Pour transformer ce bout de programme en bibliothèque, il suffit de deux étapes de compilation.

Etape 1 : compilation avec du code indépendant en mémoire

Puisque notre bibliothèque doit être partagée par plusieurs programmes en mémoire, il n'est pas possible de créer une bibliothèque qui va charger ses données à des endroits précisément définis. C'est le chargeur de programme qui doit décider de l'emplacement de l'allocation mémoire de ces données propres à la bibliothèque. C'est la but du commutateur -fpic. Cela aurait pu également être -fPIC selon votre envie d'obtenir plus de code de debug.
gcc -c -Wall -Werror -fpic my_lib.c

Etape 2 : création de la bibliothèque depuis un fichier objet

Il nous faut transformer le programme objet obtenu à l'étape précédente en fichier de bibliothèque partagée.
gcc -shared -o libmy_lib.so my_lib.o
Si l'on veut produire du versioning sur les bibliothèques, il faut rajouter une option sur la ligne de compilation du genre
gcc -shared -Wl,-soname,libmy_lib.so.1 -o libmyl_lib.so.1.0 my_lib.o
L'option -Wl,-soname,libmy_lib.so.1 est passée au linker pour produire un fichier de bibliothèque de numéro de version égal à 1 pour libmy_lib.so.1. L'option -o est quant à elle passée à gcc pour produire un fichier nommé libmy_lib.so.1.0 correspondant à la version 1.0 de votre bibliothèque. Vous pouvez nommer les versions comme vous le voulez, en respectant tout de même le fait que c'est normalement version.revision[.micro] et que :

  • une version est normalement garante d'un ensemble de nouvelles fonctionnalités ou améliorations majeures, pouvant bloquer la compatibilité avec les anciennes versions des bibliothèques.
  • une revision est plutôt une correction de bugs dans la version principale et doit assurer la compatibilité avec toutes les évolutions dans une même version.
  • une micro est pour raffiner encore plus le principe de gestion des évolutions de la bibliothèque.

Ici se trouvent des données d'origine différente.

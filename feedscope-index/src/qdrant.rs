//! Qdrant-backed vector index.
//!
//! Requires a running Qdrant instance. The collection is created on connect
//! with cosine distance and the configured dimensionality; `clear` recreates
//! it from scratch.

use crate::{ScoredPost, VectorIndex};
use async_trait::async_trait;
use feedscope_common::{Error, Result};
use qdrant_client::qdrant::point_id::PointIdOptions;
use qdrant_client::qdrant::{
    CountPointsBuilder, CreateCollectionBuilder, Distance, PointStruct, SearchPointsBuilder,
    UpsertPointsBuilder, VectorParamsBuilder,
};
use qdrant_client::Qdrant;
use std::collections::HashMap;

/// Qdrant-backed post index.
pub struct QdrantIndex {
    client: Qdrant,
    collection: String,
    dimension: usize,
}

impl QdrantIndex {
    /// Connect to a Qdrant instance and ensure the collection exists.
    ///
    /// # Arguments
    /// * `url` - Qdrant server URL (e.g., "http://localhost:6334")
    /// * `collection` - Name of the collection to use
    /// * `dimension` - Vector dimensionality; must match the embedding output
    pub async fn connect(url: &str, collection: &str, dimension: usize) -> Result<Self> {
        if dimension == 0 {
            return Err(Error::Config(
                "Vector index dimension must be non-zero".into(),
            ));
        }

        let client = Qdrant::from_url(url)
            .build()
            .map_err(|e| Error::VectorIndex(format!("Failed to connect to Qdrant: {e}")))?;

        let index = Self {
            client,
            collection: collection.to_string(),
            dimension,
        };

        index.ensure_collection().await?;

        Ok(index)
    }

    /// Ensure the collection exists with correct configuration.
    async fn ensure_collection(&self) -> Result<()> {
        let collections = self
            .client
            .list_collections()
            .await
            .map_err(|e| Error::VectorIndex(e.to_string()))?;
        let exists = collections
            .collections
            .iter()
            .any(|c| c.name == self.collection);

        if !exists {
            tracing::info!(collection = %self.collection, dimension = self.dimension, "Creating Qdrant collection");

            let vector_params =
                VectorParamsBuilder::new(self.dimension as u64, Distance::Cosine);

            self.client
                .create_collection(
                    CreateCollectionBuilder::new(&self.collection).vectors_config(vector_params),
                )
                .await
                .map_err(|e| Error::VectorIndex(e.to_string()))?;
        }

        Ok(())
    }

    /// Build a point with the post text as payload.
    fn create_point(id: u64, vector: Vec<f32>, text: &str) -> PointStruct {
        use qdrant_client::qdrant::value::Kind;
        use qdrant_client::qdrant::Value;

        let payload: HashMap<String, Value> = [(
            "text".to_string(),
            Value {
                kind: Some(Kind::StringValue(text.to_string())),
            },
        )]
        .into_iter()
        .collect();

        PointStruct::new(id, vector, payload)
    }
}

#[async_trait]
impl VectorIndex for QdrantIndex {
    async fn upsert(&self, id: u64, vector: Vec<f32>, text: &str) -> Result<()> {
        if vector.len() != self.dimension {
            return Err(Error::VectorIndex(format!(
                "Vector dimension mismatch: expected {}, got {}",
                self.dimension,
                vector.len()
            )));
        }

        let point = Self::create_point(id, vector, text);

        self.client
            .upsert_points(UpsertPointsBuilder::new(&self.collection, vec![point]).wait(true))
            .await
            .map_err(|e| Error::VectorIndex(e.to_string()))?;

        tracing::debug!(id, collection = %self.collection, "Upserted post vector");
        Ok(())
    }

    async fn search(&self, vector: Vec<f32>, top_k: usize) -> Result<Vec<ScoredPost>> {
        let results = self
            .client
            .search_points(
                SearchPointsBuilder::new(&self.collection, vector, top_k as u64)
                    .with_payload(true),
            )
            .await
            .map_err(|e| Error::VectorIndex(e.to_string()))?;

        let posts = results
            .result
            .into_iter()
            .filter_map(|point| {
                let id = match point.id.as_ref()?.point_id_options.as_ref()? {
                    PointIdOptions::Num(n) => *n,
                    PointIdOptions::Uuid(_) => return None,
                };
                let text = point
                    .payload
                    .get("text")
                    .and_then(|v| v.as_str())
                    .map(String::to_string)
                    .unwrap_or_default();
                Some(ScoredPost {
                    id,
                    score: point.score,
                    text,
                })
            })
            .collect();

        Ok(posts)
    }

    async fn count(&self) -> Result<usize> {
        let response = self
            .client
            .count(CountPointsBuilder::new(&self.collection).exact(true))
            .await
            .map_err(|e| Error::VectorIndex(e.to_string()))?;

        Ok(response.result.map_or(0, |r| r.count as usize))
    }

    async fn clear(&self) -> Result<()> {
        self.client
            .delete_collection(&self.collection)
            .await
            .map_err(|e| Error::VectorIndex(e.to_string()))?;

        tracing::info!(collection = %self.collection, "Cleared Qdrant collection");
        self.ensure_collection().await
    }
}

#[cfg(test)]
mod tests {
    use super::*;

    fn unit_vector(dimension: usize, seed: usize) -> Vec<f32> {
        let mut vec = vec![0.0f32; dimension];
        vec[seed % dimension] = 1.0;
        vec
    }

    #[tokio::test]
    async fn zero_dimension_fails_connect() {
        let result = QdrantIndex::connect("http://localhost:6334", "test", 0).await;
        assert!(result.is_err());
        let message = result.err().unwrap().to_string();
        assert!(message.contains("non-zero"));
    }

    #[tokio::test]
    #[ignore = "requires Qdrant"]
    async fn upsert_and_search_round_trip() {
        let index = QdrantIndex::connect("http://localhost:6334", "test_posts", 8)
            .await
            .expect("Failed to connect to Qdrant");
        index.clear().await.expect("Failed to clear");

        index
            .upsert(0, unit_vector(8, 0), "first post")
            .await
            .expect("Failed to upsert");
        index
            .upsert(1, unit_vector(8, 1), "second post")
            .await
            .expect("Failed to upsert");

        // An identical vector must come back first with the maximum cosine score.
        let results = index
            .search(unit_vector(8, 1), 2)
            .await
            .expect("Failed to search");
        assert_eq!(results[0].id, 1);
        assert_eq!(results[0].text, "second post");
        assert!((results[0].score - 1.0).abs() < 1e-5);

        index.clear().await.ok();
    }

    #[tokio::test]
    #[ignore = "requires Qdrant"]
    async fn upsert_rejects_wrong_dimension() {
        let index = QdrantIndex::connect("http://localhost:6334", "test_posts_dim", 8)
            .await
            .expect("Failed to connect to Qdrant");

        let result = index.upsert(0, vec![1.0; 4], "short vector").await;
        assert!(result.is_err());
    }

    #[tokio::test]
    #[ignore = "requires Qdrant"]
    async fn clear_resets_count() {
        let index = QdrantIndex::connect("http://localhost:6334", "test_posts_clear", 8)
            .await
            .expect("Failed to connect to Qdrant");

        index.upsert(0, unit_vector(8, 0), "a post").await.ok();
        assert!(index.count().await.expect("Failed to count") >= 1);

        index.clear().await.expect("Failed to clear");
        assert_eq!(index.count().await.expect("Failed to count"), 0);
    }
}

Utilisation d'une bibliothèque partagée

Compilation du programme avec les informations de la bibliothèque

Généralement lorsque l'on veut utiliser une bibliothèque simplement, il va nous falloir effectuer l'étape d'édition des liens avec une référence à la bibliothèque en question. Commençons par écrire un fichier test.c qui va nous permettre de tester cette bibliothèque.


#include <stdio.h>
#include "my_lib.h"


int main(int argc, char **argv)
{
  printf("Programme de test de la bibliotheque partagee\n");
  printf("Carre de 8 : %lf\n", carre(8.5));
  
  return(0);
}
	  
Comme avec toutes les bibliothèques partagées, vous devez inclure le fichier d'entête qui permettra au compilateur de retrouver les références aux différentes fonctions de la bibliothèque que vous voulez utiliser.
gcc -Wall -o test test.c -lmy_lib -L<repertoire_où_trouver_my_lib.so>
Lors de la phase de compilation, il suffit d'utiliser le nom de la bibliothèque sans le lib en début et le .so en fin de nom. l'option -L va préciser à l'éditeur de liens où trouver le fichier de bibliothèque en question. Pour nos besoins en développement, ce dossier sera le dossier local où se trouve le fichier my_lib.so que nous avons créé en début de document. Par défaut gcc va chercher dans le dossier /usr/local/lib puis dans /usr/lib. Préciser un autre chemin par l'option -L va permettre de modifier ce comportement.

Rendre disponible la bibliothèque lors de l'exécution du programme

Lors de l'exécution du programme :
./test
vous devriez obtenir ceci : ./test : error while loading shared libraries: libmy_lib.so: cannot open shared object file: no such file or directory Par défaut, le chargeur dynamique ld.so vérifie l'accès aux bibliothèques selon le schéma :

  1. la variable d'environnement $LD_LIBRARY_PATH, qui contient les chemins des différentes bibliothèques partagées. C'est plutôt à conseiller dans le cadre d'un environnement de développement car modifier le contenu de cette variable pourrait bloquer le fonctionnement d'autres programmes qui y faisaient référence.
  2. lecture du fichier /etc/ld/so/cache
  3. répertoires par défaut /lib, /usr/local/lib, /usr/lib
Si aucun point n'est satisfait, le programme se plante.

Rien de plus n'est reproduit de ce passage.